The dead didn’t cough.
“Ryan,” I shouted, eyes wide looking to his side where the creatures were on their feet and closing, teetering with traction on the rubble. He blinked, recognition there, he turned, twisted sideways, eyes alarming as he caught the sight. Grabbing the rungs, he sprung alive with action, climbing, feet kicking, slapping away hands before they could get a grip. Dust rained down as he climbed to the edge, following my lead, spreading himself as thin as he could, but I turned away as soon as I knew he was out of their reach, pulled at the aluminium, yanking hard to take it from their grip, hands reaching high and I pulled, Ryan’s hand grabbing hold, pulling up the ladder, swatting, jabbing each wayward, clawed finger.
I climbed to my feet, resting each on the line of the beam beneath, pointing to the edge of the hole as Ryan’s face alarmed. My eyes settled a shape to the floor in the centre from where Ryan had risen. The shape of a gun, covered in a white dusting. I turned, his own had followed.

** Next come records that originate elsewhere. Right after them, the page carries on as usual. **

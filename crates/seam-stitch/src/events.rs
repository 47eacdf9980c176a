//! Stitching event stream.
//!
//! Evictions and duplicate discards never surface as errors on the stitch
//! path; they are delivered to an [`EventSink`] injected at construction.
//! The default [`TracingSink`] turns them into log records.

use seam_core::GroupId;

/// Why an incomplete group was removed from the cache
#[derive(Debug, Clone, Copy, PartialEq, Eq)]
pub enum EvictionCause {
    /// Group exceeded the configured maximum age
    Expired,
    /// Group was the oldest when the pending-group bound was exceeded
    Capacity,
}

/// Observable stitching events
#[derive(Debug, Clone, PartialEq, Eq)]
pub enum StitchEvent {
    /// An incomplete group was removed and its pieces discarded
    ///
    /// The group is gone for good; pieces arriving for it later seed a brand
    /// new group under the same ID.
    GroupEvicted {
        /// Evicted group
        group_id: GroupId,
        /// Why the group was removed
        cause: EvictionCause,
        /// Piece count the group was waiting for
        expected_count: u32,
        /// Pieces actually received before eviction
        received_count: u32,
    },

    /// A piece with an already-stored `(group_id, index)` was discarded
    DuplicateDiscarded {
        /// Group the duplicate belongs to
        group_id: GroupId,
        /// Duplicated piece index
        index: u32,
    },
}

/// Receiver for stitching events
///
/// Implementations must be cheap and non-blocking; events are emitted on the
/// stitch path after the per-group critical section ends.
pub trait EventSink: Send + Sync {
    /// Deliver one event
    fn emit(&self, event: StitchEvent);
}

impl<F> EventSink for F
where
    F: Fn(StitchEvent) + Send + Sync,
{
    fn emit(&self, event: StitchEvent) {
        self(event)
    }
}

/// Default sink that logs events through `tracing`
///
/// Evictions log at `warn`, duplicate discards at `debug`.
#[derive(Debug, Default, Clone)]
pub struct TracingSink;

impl EventSink for TracingSink {
    fn emit(&self, event: StitchEvent) {
        match event {
            StitchEvent::GroupEvicted {
                group_id,
                cause,
                expected_count,
                received_count,
            } => {
                tracing::warn!(
                    "Group {} evicted ({:?}): expecting {} pieces but only received {}",
                    group_id,
                    cause,
                    expected_count,
                    received_count
                );
            }
            StitchEvent::DuplicateDiscarded { group_id, index } => {
                tracing::debug!("Discarded duplicate piece {} for group {}", index, group_id);
            }
        }
    }
}

#[cfg(test)]
mod tests {
    use super::*;
    use seam_core::GROUP_ID_SIZE;
    use std::sync::{Arc, Mutex};

    fn create_test_event() -> StitchEvent {
        StitchEvent::GroupEvicted {
            group_id: GroupId::from_bytes([1u8; GROUP_ID_SIZE]),
            cause: EvictionCause::Expired,
            expected_count: 10,
            received_count: 4,
        }
    }

    #[test]
    fn test_closure_sink() {
        let seen: Arc<Mutex<Vec<StitchEvent>>> = Arc::new(Mutex::new(Vec::new()));
        let seen_clone = Arc::clone(&seen);
        let sink: Arc<dyn EventSink> =
            Arc::new(move |event: StitchEvent| seen_clone.lock().unwrap().push(event));

        sink.emit(create_test_event());

        let events = seen.lock().unwrap();
        assert_eq!(events.len(), 1);
        assert_eq!(events[0], create_test_event());
    }

    #[test]
    fn test_tracing_sink_accepts_all_events() {
        let sink = TracingSink;
        sink.emit(create_test_event());
        sink.emit(StitchEvent::DuplicateDiscarded {
            group_id: GroupId::from_bytes([2u8; GROUP_ID_SIZE]),
            index: 3,
        });
    }
}
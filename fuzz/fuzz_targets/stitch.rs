//! Fuzz target for the stitcher
//!
//! Feeds arbitrary piece streams into a bounded stitcher and checks that the
//! documented outcomes hold: no panic, rejected pieces leave no group behind,
//! and the pending-group bound is honored after every call.

#![no_main]

use arbitrary::Arbitrary;
use libfuzzer_sys::fuzz_target;
use seam_core::{GroupId, Piece};
use seam_stitch::{StitchError, Stitcher, StitcherConfig};

#[derive(Debug, Arbitrary)]
struct PieceInput {
    /// Collapsed into 8 group IDs so pieces actually collide
    group: u8,
    index: u32,
    group_size: u32,
    payload: Vec<u8>,
}

#[derive(Debug, Arbitrary)]
struct StitchInput {
    max_pending_groups: Option<u8>,
    max_blob_size: Option<u16>,
    pieces: Vec<PieceInput>,
}

fuzz_target!(|input: StitchInput| {
    let config = StitcherConfig {
        max_pending_groups: input.max_pending_groups.map(usize::from),
        max_group_age: None,
        max_blob_size: input.max_blob_size.map(usize::from),
    };
    let stitcher = Stitcher::new(config);

    for piece in input.pieces {
        let group_id = GroupId::from_bytes([piece.group % 8; 16]);
        let invalid_shape = piece.group_size == 0 || piece.index >= piece.group_size;

        let result = stitcher.stitch(Piece::new(
            group_id,
            piece.index,
            piece.group_size,
            piece.payload,
        ));

        match result {
            Ok(Some(blob)) => {
                // A completed group never stays pending.
                assert!(!stitcher.is_pending(&group_id));
                if let Some(limit) = stitcher.config().max_blob_size {
                    assert!(blob.len() <= limit);
                }
            }
            Ok(None) => {}
            Err(StitchError::InvalidPieceIndex { .. }) => {
                assert!(invalid_shape);
            }
            Err(_) => {}
        }

        if let Some(bound) = stitcher.config().max_pending_groups {
            assert!(stitcher.pending_groups() <= bound);
        }
    }
});
impl Stitcher {
    /// Create a stitcher that reports events through [`TracingSink`]
    pub fn new(config: StitcherConfig) -> Self {
        Self::with_event_sink(config, Arc::new(TracingSink))
    }

    /// Create a stitcher with an injected event sink
    pub fn with_event_sink(config: StitcherConfig, sink: Arc<dyn EventSink>) -> Self {
        Self {
            config,
            groups: DashMap::new(),
            sink,
            pieces_received: AtomicU64::new(0),
            duplicates_discarded: AtomicU64::new(0),
            groups_restored: AtomicU64::new(0),
            groups_expired: AtomicU64::new(0),
            groups_evicted: AtomicU64::new(0),
            bytes_restored: AtomicU64::new(0),
        }
    }

    /// Add one piece, returning the reassembled blob if it completed its group
    ///
    /// Returns `Ok(None)` for every piece except the one that makes its group
    /// whole. Duplicates are discarded silently with a
    /// [`StitchEvent::DuplicateDiscarded`] event; they are never an error.
    ///
    /// # Errors
    ///
    /// - [`StitchError::InvalidPieceIndex`] if the piece's own shape is
    ///   contradictory (`group_size == 0` or `index >= group_size`)
    /// - [`StitchError::InconsistentGroupDescriptor`] if the piece disagrees
    ///   with the group size fixed by the group's first piece
    /// - [`StitchError::SizeLimitExceeded`] if storing the payload would pass
    ///   the configured blob size; the group is left untouched
    pub fn stitch(&self, piece: Piece) -> Result<Option<Vec<u8>>> {
        self.pieces_received.fetch_add(1, Ordering::Relaxed);

        if piece.group_size() == 0 || piece.index() >= piece.group_size() {
            tracing::warn!(
                "Rejected piece with index {} claiming {} pieces for group {}",
                piece.index(),
                piece.group_size(),
                piece.group_id()
            );
            return Err(StitchError::InvalidPieceIndex {
                group_id: piece.group_id(),
                index: piece.index(),
                group_size: piece.group_size(),
            });
        }

        tracing::trace!(
            "Received piece {}/{} for group {} ({} bytes)",
            piece.index() + 1,
            piece.group_size(),
            piece.group_id(),
            piece.payload_len()
        );

        let mut events = Vec::new();
        let result = self.stitch_locked(piece, &mut events);

        for event in events {
            self.record(&event);
            self.sink.emit(event);
        }

        if let Ok(Some(blob)) = &result {
            self.groups_restored.fetch_add(1, Ordering::Relaxed);
            self.bytes_restored
                .fetch_add(blob.len() as u64, Ordering::Relaxed);
        }

        self.enforce_capacity();

        result
    }

    /// Run both eviction passes, returning the number of groups evicted
    ///
    /// Overdue groups are also buried lazily when a stitch call lands on
    /// them; sweeping catches the ones no piece touches again. Callers can
    /// invoke this directly or leave it to a
    /// [`spawn_sweeper`](crate::spawn_sweeper) thread.
    pub fn sweep(&self) -> usize {
        self.evict_expired() + self.enforce_capacity()
    }

    /// Get the number of groups currently pending
    pub fn pending_groups(&self) -> usize {
        self.groups.len()
    }

    /// Check whether a group has pieces waiting
    pub fn is_pending(&self, group_id: &GroupId) -> bool {
        self.groups.contains_key(group_id)
    }

    /// Get the configured bounds
    pub fn config(&self) -> &StitcherConfig {
        &self.config
    }

    /// Get a snapshot of the stitcher counters
    pub fn stats(&self) -> StitcherStats {
        StitcherStats {
            pieces_received: self.pieces_received.load(Ordering::Relaxed),
            duplicates_discarded: self.duplicates_discarded.load(Ordering::Relaxed),
            groups_restored: self.groups_restored.load(Ordering::Relaxed),
            groups_expired: self.groups_expired.load(Ordering::Relaxed),
            groups_evicted: self.groups_evicted.load(Ordering::Relaxed),
            bytes_restored: self.bytes_restored.load(Ordering::Relaxed),
            groups_pending: self.groups.len() as u64,
        }
    }

    /// Apply every group-local step under the piece's entry guard
    ///
    /// Eviction events are collected into `events` and emitted by the caller
    /// after the guard is gone; nothing here may touch the whole cache.
    fn stitch_locked(&self, piece: Piece, events: &mut Vec<StitchEvent>) -> Result<Option<Vec<u8>>> {
        let group_id = piece.group_id();

        match self.groups.entry(group_id) {
            Entry::Occupied(mut occupied) => {
                if let Some(max_age) = self.config.max_group_age {
                    if occupied.get().is_expired(max_age, Instant::now()) {
                        // The piece cannot resurrect the dead group; it is
                        // buried in place and the piece seeds a fresh one.
                        return match self.seed(piece) {
                            Ok(Seeded::Pending(fresh)) => {
                                let dead = occupied.insert(fresh);
                                events.push(evicted_event(
                                    group_id,
                                    EvictionCause::Expired,
                                    &dead,
                                ));
                                Ok(None)
                            }
                            Ok(Seeded::Done(blob)) => {
                                let (_, dead) = occupied.remove_entry();
                                events.push(evicted_event(
                                    group_id,
                                    EvictionCause::Expired,
                                    &dead,
                                ));
                                tracing::debug!(
                                    "Stitched 1 piece into {} bytes for group {}",
                                    blob.len(),
                                    group_id
                                );
                                Ok(Some(blob))
                            }
                            Err(err) => {
                                let (_, dead) = occupied.remove_entry();
                                events.push(evicted_event(
                                    group_id,
                                    EvictionCause::Expired,
                                    &dead,
                                ));
                                Err(err)
                            }
                        };
                    }
                }

                let group = occupied.get_mut();

                if group.expected_size() != piece.group_size() {
                    tracing::warn!(
                        "Rejected piece claiming {} pieces for group {} fixed at {}",
                        piece.group_size(),
                        group_id,
                        group.expected_size()
                    );
                    return Err(StitchError::InconsistentGroupDescriptor {
                        group_id,
                        expected: group.expected_size(),
                        claimed: piece.group_size(),
                    });
                }

                if group.contains(piece.index()) {
                    events.push(StitchEvent::DuplicateDiscarded {
                        group_id,
                        index: piece.index(),
                    });
                    return Ok(None);
                }

                if let Some(limit) = self.config.max_blob_size {
                    if group.accumulated_bytes() + piece.payload_len() > limit {
                        tracing::warn!(
                            "Rejected {} byte piece for group {} at {} of {} byte limit",
                            piece.payload_len(),
                            group_id,
                            group.accumulated_bytes(),
                            limit
                        );
                        return Err(StitchError::SizeLimitExceeded {
                            group_id,
                            accumulated: group.accumulated_bytes(),
                            incoming: piece.payload_len(),
                            limit,
                        });
                    }
                }

                group.insert(piece.index(), piece.into_payload());

                if group.is_complete() {
                    let (_, done) = occupied.remove_entry();
                    tracing::debug!(
                        "Stitched {} pieces into {} bytes for group {}",
                        done.received_count(),
                        done.accumulated_bytes(),
                        group_id
                    );
                    return Ok(Some(done.assemble()));
                }

                Ok(None)
            }
            Entry::Vacant(vacant) => match self.seed(piece)? {
                Seeded::Done(blob) => {
                    tracing::debug!(
                        "Stitched 1 piece into {} bytes for group {}",
                        blob.len(),
                        group_id
                    );
                    Ok(Some(blob))
                }
                Seeded::Pending(group) => {
                    vacant.insert(group);
                    Ok(None)
                }
            },
        }
    }

    /// Admit the first piece of a group
    ///
    /// A single-piece group completes right here and never occupies the
    /// cache. Size-guard failures reject the piece before any group exists.
    fn seed(&self, piece: Piece) -> Result<Seeded> {
        if let Some(limit) = self.config.max_blob_size {
            if piece.payload_len() > limit {
                tracing::warn!(
                    "Rejected {} byte first piece for group {} over {} byte limit",
                    piece.payload_len(),
                    piece.group_id(),
                    limit
                );
                return Err(StitchError::SizeLimitExceeded {
                    group_id: piece.group_id(),
                    accumulated: 0,
                    incoming: piece.payload_len(),
                    limit,
                });
            }
        }

        if piece.group_size() == 1 {
            return Ok(Seeded::Done(piece.into_payload()));
        }

        let mut group = PartialGroup::new(piece.group_size());
        group.insert(piece.index(), piece.into_payload());
        Ok(Seeded::Pending(group))
    }

    /// Evict groups older than the configured maximum age
    fn evict_expired(&self) -> usize {
        let max_age = match self.config.max_group_age {
            Some(max_age) => max_age,
            None => return 0,
        };

        let now = Instant::now();
        let stale: Vec<GroupId> = self
            .groups
            .iter()
            .filter(|entry| entry.value().is_expired(max_age, now))
            .map(|entry| *entry.key())
            .collect();

        let mut evicted = 0;
        for group_id in stale {
            // Re-check under the removal guard; the slot may hold a fresh
            // group by now.
            let removed = self
                .groups
                .remove_if(&group_id, |_, group| group.is_expired(max_age, now));

            if let Some((_, dead)) = removed {
                let event = evicted_event(group_id, EvictionCause::Expired, &dead);
                self.record(&event);
                self.sink.emit(event);
                evicted += 1;
            }
        }

        evicted
    }

    /// Evict oldest-created groups until the pending bound holds
    fn enforce_capacity(&self) -> usize {
        let bound = match self.config.max_pending_groups {
            Some(bound) => bound,
            None => return 0,
        };

        let over = self.groups.len().saturating_sub(bound);
        if over == 0 {
            return 0;
        }

        // Snapshot ages without holding any entry guard.
        let mut pending: Vec<(GroupId, Instant)> = self
            .groups
            .iter()
            .map(|entry| (*entry.key(), entry.value().created_at()))
            .collect();
        pending.sort_by_key(|&(_, created_at)| created_at);

        let mut evicted = 0;
        for (group_id, created_at) in pending.into_iter().take(over) {
            // Remove only the group observed in the snapshot; a fresh group
            // reusing the ID keeps its seat.
            let removed = self
                .groups
                .remove_if(&group_id, |_, group| group.created_at() == created_at);

            if let Some((_, dead)) = removed {
                let event = evicted_event(group_id, EvictionCause::Capacity, &dead);
                self.record(&event);
                self.sink.emit(event);
                evicted += 1;
            }
        }

        evicted
    }

    fn record(&self, event: &StitchEvent) {
        match event {
            StitchEvent::GroupEvicted {
                cause: EvictionCause::Expired,
                ..
            } => {
                self.groups_expired.fetch_add(1, Ordering::Relaxed);
            }
            StitchEvent::GroupEvicted {
                cause: EvictionCause::Capacity,
                ..
            } => {
                self.groups_evicted.fetch_add(1, Ordering::Relaxed);
            }
            StitchEvent::DuplicateDiscarded { .. } => {
                self.duplicates_discarded.fetch_add(1, Ordering::Relaxed);
            }
        }
    }
}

“I’m sorry,” he said and I turned away.
“As long as you’re all right,” I replied, my voice coming out flat, hands grappling with the ladder, forcing it to fold as I walked along the imaginary tightrope.
“I’m sorry,” he said again as he joined me, the remains of dust floating down as he stepped to where the end beam held firm underneath, his foot sinking as he let his weight settle.
I didn’t reply, stuffing the anger, pushing it down and together we held the ladder, one side each, eyes fixed ahead on the flat roof opposite, slowly lowering until the angle grew too great, its length too far for us to do anything but hold back the fall, guiding the drop with a hope it would reach the other side.
It reached, but only just, the width of the top rung barely at the edge, hands clawing to the air, my eyes alarmed as bloody tips of fingers tapped and clawed against the hollow metal. We had to race, had to get across before something tall, something with long arms come along and grabbed a leg or tipped our bridge as we clambered over.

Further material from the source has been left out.